Evolving frameworks for regional development and spatial planning in the new regions of the EU
Introduction The development of European society at the start of the twenty-first century has been characterized by the increased dynamics of transformation processes toward a knowledge-based society, wider and deeper integration, demographic changes and globalization. As a result, there have been increased imbalances and tensions due to the contradictions between the different dynamics that regulate social development and the development of spatial systems. These development dynamics and the problems they generate concern both the established and the newer EU Member States, though with a different intensity. A variety of factors determined the level of this intensity, including the dynamics of societal transformation, the affectivity to relevant changes, the structural sensitivity, the ability to absorb the disturbances and the internal adaptability of individual regions.

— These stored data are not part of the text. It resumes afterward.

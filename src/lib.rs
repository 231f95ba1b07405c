//! # folio
//!
//! Structure normalization for flow documents: headings and page furniture
//! aside, a word-processor document is page spans holding paragraphs,
//! lists and tables, with spans, links, footnotes and images inside.
//!
//! Format parsers rarely produce that structure cleanly. They forget to open
//! a paragraph before the first word, open a paragraph inside a span, or
//! close things in the wrong order. A [`Collector`] accepts those calls as
//! they come and repairs the structure on the fly, then hands a balanced,
//! properly nested event stream to a [`DocumentSink`].
//!
//! ## Quick Start
//!
//! ```
//! use folio::{Collector, PropertyList};
//! use folio::sink::HtmlSink;
//!
//! let mut collector = Collector::new();
//! collector.collect_text("Loose");
//! collector.open_paragraph(&PropertyList::new());
//! collector.collect_text("Tidy");
//! collector.close_paragraph();
//!
//! let mut sink = HtmlSink::new();
//! collector.finish(&mut sink).unwrap();
//! assert!(sink.as_str().contains("<p><span>Loose</span></p>"));
//! ```
//!
//! ## Importers
//!
//! ```no_run
//! use std::path::Path;
//! use folio::import::{self, TextConfig};
//! use folio::sink::RawSink;
//!
//! let importer = import::open(Path::new("book.pdb"), TextConfig::default()).unwrap();
//! let mut sink = RawSink::new();
//! import::convert(importer.as_ref(), &mut sink).unwrap();
//! println!("{}", sink.as_str());
//! ```

pub mod collect;
pub mod error;
pub mod import;
pub mod props;
pub mod sink;
pub mod table;

pub use collect::{Collector, ContextType, HeaderFooterRefs, Occurrences};
pub use error::{Error, Result};
pub use props::{PropertyList, PropertyValue};
pub use sink::DocumentSink;
pub use table::{CellPlacement, Fill, TableModel};
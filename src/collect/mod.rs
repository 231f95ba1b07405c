//! Structure normalization for flow documents.
//!
//! Format parsers drive a [`Collector`] with whatever open/close/insert calls
//! their input suggests, in whatever order the input happens to have them.
//! The collector repairs the structure as it goes:
//!
//! - content that arrives without a container gets one (text at document
//!   level becomes page span > paragraph > span)
//! - a container opened where it cannot live suspends the contexts that
//!   forbid it, and resumes them once it is closed again
//! - containers that never receive content and were not asked for leave no
//!   trace in the output
//!
//! Nothing reaches the sink until [`Collector::finish`], which replays the
//! recorded commands as one balanced event sequence.
//!
//! # Example
//!
//! ```
//! use folio::collect::Collector;
//! use folio::sink::RecordingSink;
//!
//! let mut collector = Collector::new();
//! collector.collect_text("Hello");
//! collector.collect_space();
//! collector.collect_text("world");
//!
//! let mut sink = RecordingSink::new();
//! collector.finish(&mut sink).unwrap();
//! assert_eq!(sink.names()[..4], ["start_document", "open_page_span", "open_paragraph", "open_span"]);
//! ```

mod context;
mod machine;
mod output;
mod transition;

pub use context::{ContextType, EventType, Leaf};
pub use output::{Command, HeaderFooterRefs, Occurrences, OutputElements};

use crate::error::Result;
use crate::props::PropertyList;
use crate::sink::DocumentSink;

use machine::{Payload, StackMachine};

/// Entry point for format parsers.
///
/// Owns the normalization engine, the recorded commands and the document
/// metadata. Each call settles completely before it returns.
pub struct Collector {
    machine: StackMachine,
    output: OutputElements,
    metadata: PropertyList,
}

impl Default for Collector {
    fn default() -> Self {
        Self::new()
    }
}

impl Collector {
    pub fn new() -> Self {
        Self {
            machine: StackMachine::new(),
            output: OutputElements::new(),
            metadata: PropertyList::new(),
        }
    }

    fn event(&mut self, event: EventType, payload: Payload) {
        self.machine.handle(event, payload, &mut self.output);
    }

    fn open(&mut self, kind: ContextType, props: &PropertyList) {
        self.event(EventType::Open(kind), Payload::props(props.clone()));
    }

    fn close(&mut self, kind: ContextType) {
        self.event(EventType::Close(kind), Payload::default());
    }

    fn leaf(&mut self, leaf: Leaf, props: &PropertyList) {
        self.event(EventType::Insert(leaf), Payload::props(props.clone()));
    }

    /// Document-level properties passed to `start_document`. Later calls
    /// override earlier keys.
    pub fn collect_metadata(&mut self, props: &PropertyList) {
        for (key, value) in props.iter() {
            self.metadata.insert(key, value.clone());
        }
    }

    pub fn metadata(&self) -> &PropertyList {
        &self.metadata
    }

    pub fn open_page_span(&mut self, props: &PropertyList) {
        self.open_page_span_with_refs(props, HeaderFooterRefs::default());
    }

    /// Open a page span that shows the given headers and footers.
    pub fn open_page_span_with_refs(&mut self, props: &PropertyList, refs: HeaderFooterRefs) {
        let payload = Payload {
            props: props.clone(),
            refs,
            ..Payload::default()
        };
        self.event(EventType::Open(ContextType::PageSpan), payload);
    }

    pub fn close_page_span(&mut self) {
        self.close(ContextType::PageSpan);
    }

    /// Open header `id`. Its content is recorded apart from the body and
    /// replayed inside each page span that references it.
    pub fn open_header(&mut self, props: &PropertyList, id: u32) {
        let payload = Payload {
            props: props.clone(),
            id,
            ..Payload::default()
        };
        self.event(EventType::Open(ContextType::Header), payload);
    }

    pub fn close_header(&mut self) {
        self.close(ContextType::Header);
    }

    /// Open footer `id`; see [`Collector::open_header`].
    pub fn open_footer(&mut self, props: &PropertyList, id: u32) {
        let payload = Payload {
            props: props.clone(),
            id,
            ..Payload::default()
        };
        self.event(EventType::Open(ContextType::Footer), payload);
    }

    pub fn close_footer(&mut self) {
        self.close(ContextType::Footer);
    }

    pub fn open_footnote(&mut self, props: &PropertyList) {
        self.open(ContextType::Footnote, props);
    }

    pub fn close_footnote(&mut self) {
        self.close(ContextType::Footnote);
    }

    pub fn open_paragraph(&mut self, props: &PropertyList) {
        self.open(ContextType::Paragraph, props);
    }

    pub fn close_paragraph(&mut self) {
        self.close(ContextType::Paragraph);
    }

    pub fn open_span(&mut self, props: &PropertyList) {
        self.open(ContextType::Span, props);
    }

    pub fn close_span(&mut self) {
        self.close(ContextType::Span);
    }

    pub fn open_link(&mut self, props: &PropertyList) {
        self.open(ContextType::Link, props);
    }

    pub fn close_link(&mut self) {
        self.close(ContextType::Link);
    }

    pub fn open_ordered_list(&mut self, props: &PropertyList) {
        self.open(ContextType::OrderedList, props);
    }

    pub fn close_ordered_list(&mut self) {
        self.close(ContextType::OrderedList);
    }

    pub fn open_unordered_list(&mut self, props: &PropertyList) {
        self.open(ContextType::UnorderedList, props);
    }

    pub fn close_unordered_list(&mut self) {
        self.close(ContextType::UnorderedList);
    }

    pub fn open_list_element(&mut self, props: &PropertyList) {
        self.open(ContextType::ListElement, props);
    }

    pub fn close_list_element(&mut self) {
        self.close(ContextType::ListElement);
    }

    pub fn open_table(&mut self, props: &PropertyList) {
        self.open(ContextType::Table, props);
    }

    pub fn close_table(&mut self) {
        self.close(ContextType::Table);
    }

    pub fn open_table_row(&mut self, props: &PropertyList) {
        self.open(ContextType::TableRow, props);
    }

    pub fn close_table_row(&mut self) {
        self.close(ContextType::TableRow);
    }

    pub fn open_table_cell(&mut self, props: &PropertyList) {
        self.open(ContextType::TableCell, props);
    }

    pub fn close_table_cell(&mut self) {
        self.close(ContextType::TableCell);
    }

    /// Open an inline frame for images and equations.
    pub fn open_object(&mut self) {
        self.open(ContextType::Object, &PropertyList::new());
    }

    pub fn close_object(&mut self) {
        self.close(ContextType::Object);
    }

    pub fn collect_text(&mut self, text: &str) {
        if text.is_empty() {
            return;
        }
        self.event(EventType::Insert(Leaf::Text), Payload::text(text));
    }

    pub fn collect_space(&mut self) {
        self.leaf(Leaf::Space, &PropertyList::new());
    }

    pub fn collect_tab(&mut self) {
        self.leaf(Leaf::Tab, &PropertyList::new());
    }

    pub fn collect_line_break(&mut self) {
        self.leaf(Leaf::LineBreak, &PropertyList::new());
    }

    /// Insert binary data, typically an image. `props` carries the MIME type
    /// and the data itself.
    pub fn collect_image(&mut self, props: &PropertyList) {
        self.leaf(Leaf::Image, props);
    }

    pub fn collect_equation(&mut self, props: &PropertyList) {
        self.leaf(Leaf::Equation, props);
    }

    /// Mark a grid position occupied by a neighbouring spanning cell.
    pub fn collect_covered_table_cell(&mut self, props: &PropertyList) {
        self.leaf(Leaf::CoveredTableCell, props);
    }

    /// Context types currently open, outermost first, excluding the
    /// document root.
    pub fn open_contexts(&self) -> Vec<ContextType> {
        self.machine
            .active_kinds()
            .into_iter()
            .filter(|&kind| kind != ContextType::Document)
            .collect()
    }

    /// Commands recorded so far.
    pub fn output(&self) -> &OutputElements {
        &self.output
    }

    /// Close what the engine opened on its own and replay the document into
    /// `sink`.
    ///
    /// Fails without touching the sink if the caller left a context open or
    /// a suspended context was never resumed.
    pub fn finish<S: DocumentSink + ?Sized>(mut self, sink: &mut S) -> Result<()> {
        self.machine.finish(&mut self.output)?;
        log::debug!(
            target: "folio::machine",
            "collected {} body commands, {} suspended left",
            self.output.body().len(),
            self.machine.suspended_len()
        );

        sink.start_document(&self.metadata);
        self.output.write(sink);
        sink.end_document();
        Ok(())
    }
}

In this context, the problems that the regions in the new EU Member States have been facing are not issues specific for contemporary European spatial planning theory and practice. Some of these problems, such as suburbanization and inner-city blight, have been experienced in many Western European regions in recent decades, whilst others, such as the re-use of brownfields, the sustainable and efficient use of land and metropolitanization, constitute subjects of ongoing discussions in many parts of the world. In addition, some of the problems, such as demographic change or non-EU migration, represent an even more pressing problem in certain Western European regions than in the regions of new EU Member States. The specific situation in the new EU Member States results from the intensity and mutual synergy of different, often contradictory, development processes as well as from the specific new contexts within which these processes are operating. The development dynamics in the Central and Eastern European (CEE) regions have been, in some cases, several times higher than the average in the EU. Gross Domestic Product (GDP) grew 2.3 per cent in the EU in 2007/2008, compared to an average of 8.7 per cent in Slovakia, 8.2 per cent in Romania and 6.8 per cent in Lithuania (Eurostat 2009). Such high rates of growth in combination with specific local circumstances have created multiple problems that require rapid and pragmatic responses. Global financial crisis seems to
exacerbate natural selective processes of economic and spatial development displaying hidden imbalances. This is caused by deformed development policies that focus only on rapid GDP growth in certain regions rather than development sustainability in the transition countries (cf. Tewdwr-Jones Chapter 3). The decline of the global economy has increased the pressure on spatial planning to react quickly and to offer efficient solutions to reduce the dramatic effects of the crisis in some EU Member States and to support the way out of the recession. Thus effective spatial planning needs to offer integrated and cross-sector spatial policies to these context-specific problems. At the same time, these territorial development concerns demonstrate the need to re-evaluate traditional spatial classifications at the European and global scales and to base theoretical and political approaches on these classifications. Building on the above considerations, this chapter will examine current trends in spatial planning policy in the context of EU integration. It will aim to assess the extent of the potential for developing approaches in terms of theory, policy-making and practice, which reflect the new realities of spatial development in Europe.